**Directions for this task:**
When a line in the data below includes "HoningOptions", pick it out and copy it.

**Dataset records:**
----------------
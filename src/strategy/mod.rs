//! Expected-cost-minimizing honing strategy.
//!
//! A computation runs, per invocation:
//! 1. price the tier's materials once into a local [`TierPrices`] table
//! 2. enumerate booster combinations and keep the Pareto frontier
//! 3. explore every state reachable from the start ([`StateGraph`])
//! 4. solve expected costs backwards from certain success ([`solve`])
//! 5. read the best attempt sequence off the solution ([`reconstruct`])
//!
//! Rates never decrease and artisan points strictly increase on every failed
//! attempt, so the state graph is a finite DAG.

pub mod combination;
pub mod config;
pub mod graph;
pub mod policy;
pub mod solver;
pub mod transition;

pub use combination::{
    build_frontier, enumerate_combinations, pareto_frontier, Combination, CombinationIter,
    PricedCombination,
};
pub use config::HoningOptions;
pub use graph::{Edge, NodeId, StateGraph, ABSORBED};
pub use policy::{reconstruct, HoningPlan, PlanStep};
pub use solver::{solve, Solution};
pub use transition::{HoningState, Node, Transition, TransitionModel};

use crate::constants::MYRIA;
use crate::error::{HoningError, TierError};
use crate::pricing::{PriceSource, TierPrices};
use crate::tier::HoningTier;

/// Compute the optimal plan for `tier`, pricing materials through `source`.
pub fn plan_honing(
    tier: &HoningTier,
    source: &impl PriceSource,
    options: &HoningOptions,
) -> Result<HoningPlan, HoningError> {
    check_tier(tier, options)?;
    let start = options.starting_state(tier)?;
    let prices = TierPrices::resolve(tier, source)?;
    optimize(tier, &prices, start, options)
}

/// Optimize from an explicit start state over an already-priced tier.
///
/// The tier, the price table and the start are checked the same way
/// [`plan_honing`] checks them; only `options.max_combinations` and
/// `options.max_states` are read.
pub fn optimize(
    tier: &HoningTier,
    prices: &TierPrices,
    start: HoningState,
    options: &HoningOptions,
) -> Result<HoningPlan, HoningError> {
    check_tier(tier, options)?;
    prices.check(tier)?;
    if start.rate_permyria == 0 || start.rate_permyria > MYRIA {
        return Err(HoningError::InvalidStart(format!(
            "starting rate {} is outside 1..={MYRIA} permyria",
            start.rate_permyria
        )));
    }
    if start.artisan_points > tier.artisan_cap {
        return Err(HoningError::InvalidStart(format!(
            "artisan points {} exceed the cap {}",
            start.artisan_points, tier.artisan_cap
        )));
    }

    let model = TransitionModel::new(tier);
    let frontier = build_frontier(tier, prices);
    let graph = StateGraph::build(&model, &frontier, start, options.max_states)?;
    let solution = solve(&graph, &frontier, prices.base_cost);
    let plan = reconstruct(&graph, &solution, &frontier, &model, prices.base_cost);

    tracing::info!(
        item_level = tier.base_item_level,
        equipment = ?tier.equipment_type,
        states = graph.len(),
        expected_attempts = plan.expected_attempts,
        expected_cost = plan.expected_cost,
        "computed honing plan"
    );
    Ok(plan)
}

fn check_tier(tier: &HoningTier, options: &HoningOptions) -> Result<(), TierError> {
    tier.validate()?;
    let count = tier.combination_count();
    if count > options.max_combinations {
        return Err(TierError::CombinationSpaceTooLarge {
            item_level: tier.base_item_level,
            count,
            budget: options.max_combinations,
        });
    }
    Ok(())
}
----------------
**Solution to this problem:**
pub use config::HoningOptions;
    options: &HoningOptions,
    options: &HoningOptions,
fn check_tier(tier: &HoningTier, options: &HoningOptions) -> Result<(), TierError> {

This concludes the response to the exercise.